**Records**
== Segment start ==

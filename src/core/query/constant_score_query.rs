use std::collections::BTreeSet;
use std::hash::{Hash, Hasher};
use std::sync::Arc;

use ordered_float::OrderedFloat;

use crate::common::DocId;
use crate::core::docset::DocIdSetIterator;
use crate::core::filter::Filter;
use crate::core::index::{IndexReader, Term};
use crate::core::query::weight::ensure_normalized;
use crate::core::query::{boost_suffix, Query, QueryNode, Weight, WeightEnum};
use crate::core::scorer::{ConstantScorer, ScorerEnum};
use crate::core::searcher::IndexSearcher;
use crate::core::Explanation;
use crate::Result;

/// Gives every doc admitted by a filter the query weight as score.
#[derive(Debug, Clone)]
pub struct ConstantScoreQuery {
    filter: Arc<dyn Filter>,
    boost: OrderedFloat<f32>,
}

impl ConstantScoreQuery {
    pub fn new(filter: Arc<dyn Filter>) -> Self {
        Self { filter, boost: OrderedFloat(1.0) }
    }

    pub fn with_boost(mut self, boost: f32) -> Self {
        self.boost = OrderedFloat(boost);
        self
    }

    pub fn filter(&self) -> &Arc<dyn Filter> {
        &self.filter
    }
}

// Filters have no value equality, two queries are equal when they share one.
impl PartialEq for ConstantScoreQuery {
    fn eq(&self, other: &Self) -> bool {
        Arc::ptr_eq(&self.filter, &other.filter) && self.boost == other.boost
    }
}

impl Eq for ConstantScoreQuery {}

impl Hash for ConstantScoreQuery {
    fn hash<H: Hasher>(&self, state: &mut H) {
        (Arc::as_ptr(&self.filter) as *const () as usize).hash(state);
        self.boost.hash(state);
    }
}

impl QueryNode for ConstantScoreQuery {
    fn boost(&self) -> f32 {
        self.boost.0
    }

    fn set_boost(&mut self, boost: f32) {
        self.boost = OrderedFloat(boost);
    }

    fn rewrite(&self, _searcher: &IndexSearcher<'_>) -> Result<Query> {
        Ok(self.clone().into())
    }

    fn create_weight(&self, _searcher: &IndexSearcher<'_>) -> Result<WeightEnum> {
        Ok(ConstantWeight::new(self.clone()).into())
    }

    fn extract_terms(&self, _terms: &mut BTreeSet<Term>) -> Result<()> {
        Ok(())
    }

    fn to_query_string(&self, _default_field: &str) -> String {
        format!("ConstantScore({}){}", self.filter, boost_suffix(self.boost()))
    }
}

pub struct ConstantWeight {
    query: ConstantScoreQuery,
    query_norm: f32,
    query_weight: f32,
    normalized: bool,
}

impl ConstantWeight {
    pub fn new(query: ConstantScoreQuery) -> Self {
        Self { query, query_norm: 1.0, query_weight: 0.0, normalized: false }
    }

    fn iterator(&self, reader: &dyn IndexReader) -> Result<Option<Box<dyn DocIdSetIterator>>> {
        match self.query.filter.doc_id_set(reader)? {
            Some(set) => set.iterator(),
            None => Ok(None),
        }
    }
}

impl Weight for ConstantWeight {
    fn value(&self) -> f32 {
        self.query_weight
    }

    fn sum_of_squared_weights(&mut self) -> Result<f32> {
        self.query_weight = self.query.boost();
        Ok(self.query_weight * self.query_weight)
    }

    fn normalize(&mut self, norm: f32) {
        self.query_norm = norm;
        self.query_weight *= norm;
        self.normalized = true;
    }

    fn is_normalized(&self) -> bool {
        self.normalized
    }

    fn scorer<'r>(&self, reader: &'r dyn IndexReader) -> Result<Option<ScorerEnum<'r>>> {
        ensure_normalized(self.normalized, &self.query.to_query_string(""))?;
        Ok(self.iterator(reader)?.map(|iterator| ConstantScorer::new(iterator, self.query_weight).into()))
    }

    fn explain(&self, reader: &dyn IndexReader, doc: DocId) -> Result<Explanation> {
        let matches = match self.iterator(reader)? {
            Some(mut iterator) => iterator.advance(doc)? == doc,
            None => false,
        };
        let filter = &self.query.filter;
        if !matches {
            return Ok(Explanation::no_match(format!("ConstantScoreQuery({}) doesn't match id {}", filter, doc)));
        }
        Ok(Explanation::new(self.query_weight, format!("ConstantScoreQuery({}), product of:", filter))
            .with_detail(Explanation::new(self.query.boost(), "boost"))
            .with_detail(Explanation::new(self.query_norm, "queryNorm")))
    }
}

== Segment end ==

**Exercise objective**
Determine how many lines of the data contain the word "format", and reply with that number only.

**Output for this task**
3